# Il est très Arte



## bexsyg

Est-ce qu'on pourrait utiliser la chaîne 'Arte' comme un adjectif pour dire que quelqu'un aime bien la culture? J'ai entendu un ami français le dire mais je ne sais pas si ça se dit partout en France ou si ce n'est que lui!

Merci beaucoup.


----------



## Punky Zoé

Bonjour

Dire par exemple : "il est très Arte" ?

Oui, on le dit dans un langage relâché, ou on qualifie quelqu'un par ce qu'il aime (vêtement, voiture, chaîne de télé, sport [...]

Il est très foot
Elle est plutôt Chanel


----------



## bexsyg

Ah je vois, merci bien pour votre aide!


----------



## Grop

Bonjour, ce n'est pas courant et on risque de penser à la chaîne télé, plutôt qu'à l'art en général.


----------



## bexsyg

D'accord, alors si je le dirais est-ce que je serai compris ou pas? Et sinon, savez-vous d'une autre expression que je pourrais dire pour transmettre le même sens?

Merci.


----------



## Punky Zoé

Ben "Arte" évoque la culture en général, pas spécifiquement l'art.


----------



## Grop

_Il s'intéresse aux arts, il aime les arts._


----------



## meglila

Grop said:


> on risque de penser à la chaîne télé, plutôt qu'à l'art en général.


je ajouterai l'art "branché"


----------



## Punky Zoé

meglila said:


> je ajouterai l'art "branché"


----------



## frenchlady

il est très *branché* art ? oui, on pourrait le dire.


----------



## meglila

frenchlady said:


> il est très *branché* art ? oui, on pourrait le dire.


"moderne" ?


----------



## frenchlady

non.

être branché + nom, c'est une expression qui signifie être intéressé par, aimer quelque chose.

ex : il est très branché cinéma = il aime beaucoup le cinéma


----------



## Lusios

J'entendrais Arte, surtout s'il y a une majuscule, comme la chaîne culturelle: quelqu'un qui ne regarde qu'Arte est un genre de téléspectateur complétement à part.
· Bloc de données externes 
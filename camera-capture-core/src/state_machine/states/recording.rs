use crate::models::error::CaptureError;
use crate::models::media::RecordedVideo;
use crate::models::session_info::{FinishedRecording, VideoCaptureSessionInfo};
use crate::models::state::CaptureStateId;
use crate::queue::completion::Completion;
use crate::state_machine::context::MachineCore;
use crate::state_machine::payload::{ImagePayload, RecordingPayload, StillImageCompletion, TransitionPayload};
use crate::traits::capture_hardware::HardwareCompletion;
use crate::worker;

/// Entry from `Running`: start the hardware recording and arm the max
/// duration timer.
pub(super) fn did_become_current(core: &mut MachineCore, payload: RecordingPayload, context: &str) {
    let RecordingPayload { options, completion } = payload;
    let max_duration = options.max_duration.or(core.default_max_recording_duration);

    let performer = core.performer.clone();
    let generation = core.resource.session_generation;
    let owned_context = context.to_string();
    let on_started = move |session_id: u32| -> HardwareCompletion<()> {
        Box::new(move |result| {
            performer.perform(move |core: &mut MachineCore| {
                did_begin(core, generation, session_id, result, &owned_context)
            });
        })
    };

    match worker::start_recording(&mut core.resource, options, on_started) {
        Ok(info) => {
            core.pending.recording_start = Some(completion);
            if let Some(limit) = max_duration {
                log::debug!(
                    "[CaptureStateMachine] Recording #{} limited to {:?}",
                    info.session_id,
                    limit
                );
                core.performer.perform_after(limit, move |core: &mut MachineCore| {
                    max_duration_elapsed(core, info.session_id)
                });
            }
        }
        Err(error) => {
            back_to_running(core, context);
            completion.complete(Err(error));
        }
    }
}

/// Entry from `ImageWhileRecording`: apply what happened to the recording
/// while the still image was taken.
pub(super) fn did_resume(core: &mut MachineCore, context: &str) {
    if core.resource.active_recording.is_none() {
        log::info!("[CaptureStateMachine] Recording ended during still image capture");
        back_to_running(core, context);
        return;
    }
    if core.resource.recording_stop_requested {
        core.resource.recording_stop_requested = false;
        begin_stop(core, Completion::noop(), context);
    }
}

pub(super) fn stop_recording(
    core: &mut MachineCore,
    context: &str,
    completion: Completion<Result<FinishedRecording, CaptureError>>,
) {
    if core.resource.recording_stopping {
        completion.complete(Err(CaptureError::RecordingFailed("recording is already stopping".into())));
        return;
    }
    begin_stop(core, completion, context);
}

pub(super) fn cancel_recording(
    core: &mut MachineCore,
    context: &str,
    completion: Completion<Result<VideoCaptureSessionInfo, CaptureError>>,
) {
    if let Some(start) = core.pending.recording_start.take() {
        start.complete(Err(CaptureError::RecordingInterrupted));
    }
    if let Some(stop) = core.pending.recording_stop.take() {
        stop.complete(Err(CaptureError::RecordingCancelled));
    }
    let result = core.announcing_after_transition(|core| {
        let result = worker::cancel_recording(&mut core.resource);
        back_to_running(core, context);
        result
    });
    completion.complete(result);
}

pub(super) fn capture_still_image(
    core: &mut MachineCore,
    aspect_ratio: Option<f64>,
    capture_session_id: String,
    context: &str,
    completion: StillImageCompletion,
) {
    if core.resource.recording_stopping {
        let error = CaptureError::StillImageFailed("recording is stopping".into());
        completion.complete((Err(error), core.resource.state()));
        return;
    }
    core.request_transition(
        TransitionPayload::image_while_recording(ImagePayload {
            aspect_ratio,
            capture_session_id,
            completion,
        }),
        context,
    );
}

/// Delayed stop armed when the recording started. Only stops the recording
/// it was armed for.
fn max_duration_elapsed(core: &mut MachineCore, session_id: u32) {
    let active = core.resource.active_session().map(|info| info.session_id);
    if active != Some(session_id) {
        return;
    }
    match core.current {
        CaptureStateId::Recording if !core.resource.recording_stopping => {
            log::info!("[CaptureStateMachine] Recording #{} reached its max duration", session_id);
            begin_stop(core, Completion::noop(), "max duration reached");
        }
        CaptureStateId::ImageWhileRecording => {
            log::info!(
                "[CaptureStateMachine] Recording #{} reached its max duration during still capture, deferring stop",
                session_id
            );
            core.resource.recording_stop_requested = true;
        }
        _ => {}
    }
}

fn begin_stop(
    core: &mut MachineCore,
    completion: Completion<Result<FinishedRecording, CaptureError>>,
    context: &str,
) {
    let Some(session_id) = core.resource.active_session().map(|info| info.session_id) else {
        back_to_running(core, context);
        completion.complete(Err(CaptureError::RecordingFailed("no active recording".into())));
        return;
    };

    let performer = core.performer.clone();
    let generation = core.resource.session_generation;
    let owned_context = context.to_string();
    let on_finished: HardwareCompletion<RecordedVideo> = Box::new(move |result| {
        performer.perform(move |core: &mut MachineCore| {
            did_finish(core, generation, session_id, result, &owned_context)
        });
    });

    match worker::stop_recording(&mut core.resource, on_finished) {
        Ok(_) => core.pending.recording_stop = Some(completion),
        Err(error) => {
            back_to_running(core, context);
            completion.complete(Err(error));
        }
    }
}

fn did_begin(
    core: &mut MachineCore,
    generation: u64,
    session_id: u32,
    result: Result<(), CaptureError>,
    context: &str,
) {
    if !core.is_current_generation(generation) || !is_active(core, session_id) {
        log::debug!("[CaptureStateMachine] Ignoring start of recording #{}", session_id);
        return;
    }

    let completion = core.pending.recording_start.take();
    let result = core.announcing_after_transition(|core| {
        let result = worker::did_begin_recording(&mut core.resource, result);
        if result.is_err() {
            back_to_running(core, context);
        }
        result
    });
    if let Some(completion) = completion {
        completion.complete(result);
    }
}

fn did_finish(
    core: &mut MachineCore,
    generation: u64,
    session_id: u32,
    result: Result<RecordedVideo, CaptureError>,
    context: &str,
) {
    if !core.is_current_generation(generation) || !is_active(core, session_id) {
        log::debug!("[CaptureStateMachine] Ignoring finish of recording #{}", session_id);
        return;
    }

    let completion = core.pending.recording_stop.take();
    let result = core.announcing_after_transition(|core| {
        let result = worker::did_finish_recording(&mut core.resource, result);
        back_to_running(core, context);
        result
    });
    if let Some(completion) = completion {
        completion.complete(result);
    }
}

fn is_active(core: &MachineCore, session_id: u32) -> bool {
    core.resource.active_session().map(|info| info.session_id) == Some(session_id)
}

fn back_to_running(core: &mut MachineCore, context: &str) {
    if core.current == CaptureStateId::Recording {
        core.request_transition(
            TransitionPayload::plain(CaptureStateId::Recording, CaptureStateId::Running),
            context,
        );
    }
}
Je préfère savoir mes enfants, et toute personne que j'aime, devant Arte plutôt que devant une autre chaîne. Alors ensuite, tout dépend par qui c'est dit et dans quel esprit c'est dit. Ce doit être très parisien, cette expression, non?
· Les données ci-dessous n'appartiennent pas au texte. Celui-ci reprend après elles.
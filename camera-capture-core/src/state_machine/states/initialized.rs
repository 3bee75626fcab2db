use crate::models::error::CaptureError;
use crate::models::state::CaptureStateId;
use crate::queue::completion::Completion;
use crate::resource::token::CapturerToken;
use crate::state_machine::context::MachineCore;
use crate::state_machine::payload::TransitionPayload;
use crate::state_machine::request::Done;
use crate::worker;

/// Register the token and start the session, or join a start already in
/// flight. The machine stays `Initialized` until the hardware answers.
pub(super) fn start_running(core: &mut MachineCore, token: CapturerToken, context: &str, completion: Done) {
    core.resource.tokens.register(token);
    core.resource.pending_start_completions.push(completion);
    if core.resource.session_starting {
        log::debug!("[CaptureStateMachine] Joining session start in flight ({})", context);
        return;
    }

    let performer = core.performer.clone();
    let generation = core.resource.session_generation;
    let context = context.to_string();
    worker::start_running(
        &mut core.resource,
        Box::new(move |result| {
            performer.perform(move |core: &mut MachineCore| session_start_completed(core, generation, result, &context));
        }),
    );
}

/// Stop requests while stopped only answer whether the token was live. A
/// start in flight whose tokens are all gone is undone when it completes.
pub(super) fn stop_running(core: &mut MachineCore, token: CapturerToken, completion: Completion<bool>) {
    let removed = core.resource.tokens.invalidate(&token);
    if !removed {
        log::warn!("[CaptureStateMachine] Stop with stale token {}", token);
    }
    completion.complete(removed);
}

fn session_start_completed(
    core: &mut MachineCore,
    generation: u64,
    result: Result<(), CaptureError>,
    context: &str,
) {
    if !core.is_current_generation(generation) {
        log::debug!("[CaptureStateMachine] Discarding session start from generation {}", generation);
        return;
    }
    if core.current != CaptureStateId::Initialized {
        log::error!(
            "[CaptureStateMachine] Session start completed in {} ({})",
            core.current,
            context
        );
        return;
    }

    let pending: Vec<Done> = core.resource.pending_start_completions.drain(..).collect();
    let outcome = core.announcing_after_transition(|core| -> Result<(), CaptureError> {
        worker::did_start_running(&mut core.resource, result)?;
        if core.resource.tokens.is_empty() {
            log::info!("[CaptureStateMachine] Every capturer stopped during start, stopping session");
            if let Err(e) = worker::stop_running(&mut core.resource) {
                log::warn!("[CaptureStateMachine] Stop after abandoned start failed: {}", e);
            }
        } else {
            core.request_transition(
                TransitionPayload::plain(CaptureStateId::Initialized, CaptureStateId::Running),
                context,
            );
        }
        Ok(())
    });
    if outcome.is_err() {
        // Nobody is running: every live token belonged to this start.
        core.resource.tokens.clear();
    }
    for completion in pending {
        completion.complete(outcome.clone());
    }
}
A l'opposé, se référer au latin_ ars, arte_ pourrait relever d'un contresens involontaire, si toutefois le latin_ ars_ correspond bien au grec _techne_. Car il s'agirait alors plutôt de l'art au sens des Arts et Métiers, et non pas au sens de l'inspiration (les Muses). En français, l'_art_ désignant le talent ou l'inspiration ou la poésie est très récent.


----------



## Tatane

J'habite Paris et je n'ai jamais entendu cette expression. 
J'imagine que le contexte doit jouer énormément avec cette phrase.

En revanche dans un langage jeune on aurait: "Il est très branché art"
Dans un langage plus soutenu on aurait: "Il s'intéresse à l'art"ou "il aime l'art."

L'art englobe alors tous ce qui peut être artistique


----------



## Chimel

Mais "être très Arte" n'est pas en tant que tel une expression, ni parisienne, ni d'ailleurs! Comme l'a très bien expliqué Punky Zoé au message #2, c'est une construction relâchée, qui est possible avec Arte comme avec n'importe quel nom de marque, d'organisation, d'institution... pour qualifier quelqu'un par ce qu'il aime.

La matrice de ce type de construction est donc "être (très/assez/un peu...) X", comme dans: "Il est très Mac alors que moi je suis plutôt PC".


----------



## Tatane

*Autant pour moi,* c'est juste qu'avec ARTE cela sonnait faux à mon oreille.

"Moi je suis très WorldReference"


----------



## Chimel

Tatane said:


> "Moi je suis très WorldReference"


 
 Excellent exemple (et beau sens de l'humour) !


----------